▶ Aim of the exercise:
How many lines in the records below hold the string "SUMIF"? Answer with the number alone.

▶ Entries supplied:
//! Criteria matching for COUNTIF and SUMIF
//!
//! Criteria can be:
//! - A number: exact match (e.g., 5)
//! - A text string: case-insensitive match (e.g., "apple")
//! - A comparison expression: ">5", ">=10", "<100", "<=50", "<>0", "=5"
//! - Wildcards: "*" matches any characters, "?" matches a single character
//! - Empty string: matches empty cells

use crate::evaluator::FormulaValue;
use sheetflow_core::CellError;

/// Criteria matcher shared by COUNTIF and SUMIF
#[derive(Debug)]
pub struct CriteriaMatcher {
    criteria_type: CriteriaType,
}

#[derive(Debug)]
enum CriteriaType {
    /// Exact number match
    Number(f64),
    /// Comparison with number (operator, value)
    Comparison(ComparisonOp, f64),
    /// Text match (case-insensitive, with wildcards)
    Text(String),
    /// Match empty values
    Empty,
}

#[derive(Debug, Clone, Copy)]
enum ComparisonOp {
    Equal,
    NotEqual,
    LessThan,
    LessEqual,
    GreaterThan,
    GreaterEqual,
}

impl CriteriaMatcher {
    /// Build a matcher from the evaluated criteria argument
    pub fn new(criteria: &FormulaValue) -> Self {
        let criteria_type = match criteria {
            FormulaValue::Number(n) => CriteriaType::Number(*n),
            FormulaValue::Boolean(b) => CriteriaType::Number(if *b { 1.0 } else { 0.0 }),
            FormulaValue::Text(s) => Self::parse_text_criteria(s),
            FormulaValue::Empty => CriteriaType::Empty,
            // Errors and arrays match nothing
            FormulaValue::Error(_) | FormulaValue::Array(_) => CriteriaType::Empty,
        };

        Self { criteria_type }
    }

    fn parse_text_criteria(s: &str) -> CriteriaType {
        let s = s.trim();

        if s.is_empty() {
            return CriteriaType::Empty;
        }
        if let Some(ct) = Self::try_parse_comparison(s) {
            return ct;
        }
        if let Ok(n) = s.parse::<f64>() {
            return CriteriaType::Number(n);
        }
        CriteriaType::Text(s.to_lowercase())
    }

    fn try_parse_comparison(s: &str) -> Option<CriteriaType> {
        // Longer operators first
        let (op, rest) = if let Some(rest) = s.strip_prefix(">=") {
            (ComparisonOp::GreaterEqual, rest)
        } else if let Some(rest) = s.strip_prefix("<=") {
            (ComparisonOp::LessEqual, rest)
        } else if let Some(rest) = s.strip_prefix("<>") {
            (ComparisonOp::NotEqual, rest)
        } else if let Some(rest) = s.strip_prefix('>') {
            (ComparisonOp::GreaterThan, rest)
        } else if let Some(rest) = s.strip_prefix('<') {
            (ComparisonOp::LessThan, rest)
        } else if let Some(rest) = s.strip_prefix('=') {
            (ComparisonOp::Equal, rest)
        } else {
            return None;
        };

        // Text after an operator (e.g. ">A") falls back to text matching
        rest.trim()
            .parse::<f64>()
            .ok()
            .map(|n| CriteriaType::Comparison(op, n))
    }

    /// Check if a value matches the criteria
    pub fn matches(&self, value: &FormulaValue) -> bool {
        match &self.criteria_type {
            // Only actual numeric values match a number criteria; text that
            // merely looks numeric does not
            CriteriaType::Number(criteria) => match value {
                FormulaValue::Number(n) => (n - criteria).abs() < 1e-10,
                FormulaValue::Boolean(b) => {
                    let n = if *b { 1.0 } else { 0.0 };
                    (n - criteria).abs() < 1e-10
                }
                _ => false,
            },

            CriteriaType::Comparison(op, criteria) => {
                let n = match value {
                    FormulaValue::Number(n) => *n,
                    FormulaValue::Boolean(b) => {
                        if *b {
                            1.0
                        } else {
                            0.0
                        }
                    }
                    _ => return false,
                };
                match op {
                    ComparisonOp::Equal => (n - criteria).abs() < 1e-10,
                    ComparisonOp::NotEqual => (n - criteria).abs() >= 1e-10,
                    ComparisonOp::LessThan => n < *criteria,
                    ComparisonOp::LessEqual => n <= *criteria,
                    ComparisonOp::GreaterThan => n > *criteria,
                    ComparisonOp::GreaterEqual => n >= *criteria,
                }
            }

            CriteriaType::Text(pattern) => {
                let text = value.coerce_text().to_lowercase();
                wildcard_match(pattern, &text)
            }

            CriteriaType::Empty => {
                matches!(value, FormulaValue::Empty)
                    || matches!(value, FormulaValue::Text(s) if s.is_empty())
            }
        }
    }
}

/// Match with wildcards: * = any characters, ? = single character
fn wildcard_match(pattern: &str, text: &str) -> bool {
    if !pattern.contains('*') && !pattern.contains('?') {
        return pattern == text;
    }

    let pattern: Vec<char> = pattern.chars().collect();
    let text: Vec<char> = text.chars().collect();

    let mut pi = 0;
    let mut ti = 0;
    let mut star_pi = None;
    let mut star_ti = 0;

    while ti < text.len() {
        if pi < pattern.len() && (pattern[pi] == '?' || pattern[pi] == text[ti]) {
            pi += 1;
            ti += 1;
        } else if pi < pattern.len() && pattern[pi] == '*' {
            star_pi = Some(pi);
            star_ti = ti;
            pi += 1;
        } else if let Some(sp) = star_pi {
            pi = sp + 1;
            star_ti += 1;
            ti = star_ti;
        } else {
            return false;
        }
    }

    while pi < pattern.len() && pattern[pi] == '*' {
        pi += 1;
    }
    pi == pattern.len()
}

/// Iterate an evaluated range argument as a flat value sequence (a scalar is
/// a one-element sequence)
fn flatten(value: &FormulaValue) -> Vec<&FormulaValue> {
    match value {
        FormulaValue::Array(rows) => rows.iter().flatten().collect(),
        other => vec![other],
    }
}

/// COUNTIF(range, criteria)
pub fn count_if(args: &[FormulaValue]) -> FormulaValue {
    if args.len() < 2 {
        return FormulaValue::Error(CellError::Value);
    }
    let matcher = CriteriaMatcher::new(&args[1]);
    let mut count = 0u64;
    for value in flatten(&args[0]) {
        if let FormulaValue::Error(e) = value {
            return FormulaValue::Error(*e);
        }
        if matcher.matches(value) {
            count += 1;
        }
    }
    FormulaValue::Number(count as f64)
}

/// SUMIF(range, criteria, [sum_range])
pub fn sum_if(args: &[FormulaValue]) -> FormulaValue {
    if args.len() < 2 {
        return FormulaValue::Error(CellError::Value);
    }
    let matcher = CriteriaMatcher::new(&args[1]);
    let test_values = flatten(&args[0]);
    let sum_values = if args.len() > 2 {
        flatten(&args[2])
    } else {
        test_values.clone()
    };

    let mut total = 0.0;
    for (i, value) in test_values.iter().enumerate() {
        if let FormulaValue::Error(e) = value {
            return FormulaValue::Error(*e);
        }
        if !matcher.matches(value) {
            continue;
        }
        // A matched position with no counterpart in sum_range adds nothing
        if let Some(summed) = sum_values.get(i) {
            match summed {
                FormulaValue::Number(n) => total += n,
                FormulaValue::Error(e) => return FormulaValue::Error(*e),
                _ => {}
            }
        }
    }
    FormulaValue::Number(total)
}

#[cfg(test)]
mod tests {
    use super::*;
    use pretty_assertions::assert_eq;

    #[test]
    fn test_number_criteria() {
        let matcher = CriteriaMatcher::new(&FormulaValue::Number(5.0));
        assert!(matcher.matches(&FormulaValue::Number(5.0)));
        assert!(!matcher.matches(&FormulaValue::Number(4.0)));
        assert!(!matcher.matches(&FormulaValue::Text("5".into())));
    }

    #[test]
    fn test_comparison_criteria() {
        let matcher = CriteriaMatcher::new(&FormulaValue::Text(">5".into()));
        assert!(matcher.matches(&FormulaValue::Number(6.0)));
        assert!(!matcher.matches(&FormulaValue::Number(5.0)));

        let matcher = CriteriaMatcher::new(&FormulaValue::Text("<>5".into()));
        assert!(matcher.matches(&FormulaValue::Number(6.0)));
        assert!(!matcher.matches(&FormulaValue::Number(5.0)));

        let matcher = CriteriaMatcher::new(&FormulaValue::Text("<=5".into()));
        assert!(matcher.matches(&FormulaValue::Number(5.0)));
        assert!(!matcher.matches(&FormulaValue::Number(6.0)));
    }

    #[test]
    fn test_text_and_wildcard_criteria() {
        let matcher = CriteriaMatcher::new(&FormulaValue::Text("apple".into()));
        assert!(matcher.matches(&FormulaValue::Text("APPLE".into())));
        assert!(!matcher.matches(&FormulaValue::Text("pear".into())));

        let matcher = CriteriaMatcher::new(&FormulaValue::Text("a*e".into()));
        assert!(matcher.matches(&FormulaValue::Text("apple".into())));
        assert!(matcher.matches(&FormulaValue::Text("ae".into())));
        assert!(!matcher.matches(&FormulaValue::Text("apples".into())));

        let matcher = CriteriaMatcher::new(&FormulaValue::Text("a?ple".into()));
        assert!(matcher.matches(&FormulaValue::Text("apple".into())));
        assert!(!matcher.matches(&FormulaValue::Text("aple".into())));
    }

    #[test]
    fn test_count_if() {
        let range = FormulaValue::Array(vec![vec![
            FormulaValue::Number(1.0),
            FormulaValue::Number(5.0),
            FormulaValue::Number(10.0),
            FormulaValue::Text("x".into()),
        ]]);
        let result = count_if(&[range, FormulaValue::Text(">=5".into())]);
        assert_eq!(result, FormulaValue::Number(2.0));
    }

    #[test]
    fn test_sum_if_with_sum_range() {
        let test = FormulaValue::Array(vec![vec![
            FormulaValue::Text("a".into()),
            FormulaValue::Text("b".into()),
            FormulaValue::Text("a".into()),
        ]]);
        let sums = FormulaValue::Array(vec![vec![
            FormulaValue::Number(10.0),
            FormulaValue::Number(20.0),
            FormulaValue::Number(30.0),
        ]]);
        let result = sum_if(&[test, FormulaValue::Text("a".into()), sums]);
        assert_eq!(result, FormulaValue::Number(40.0));
    }

    #[test]
    fn test_sum_if_without_sum_range() {
        let range = FormulaValue::Array(vec![vec![
            FormulaValue::Number(1.0),
            FormulaValue::Number(2.0),
            FormulaValue::Number(3.0),
        ]]);
        let result = sum_if(&[range, FormulaValue::Text(">1".into())]);
        assert_eq!(result, FormulaValue::Number(5.0));
    }
}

▶ Reply:
3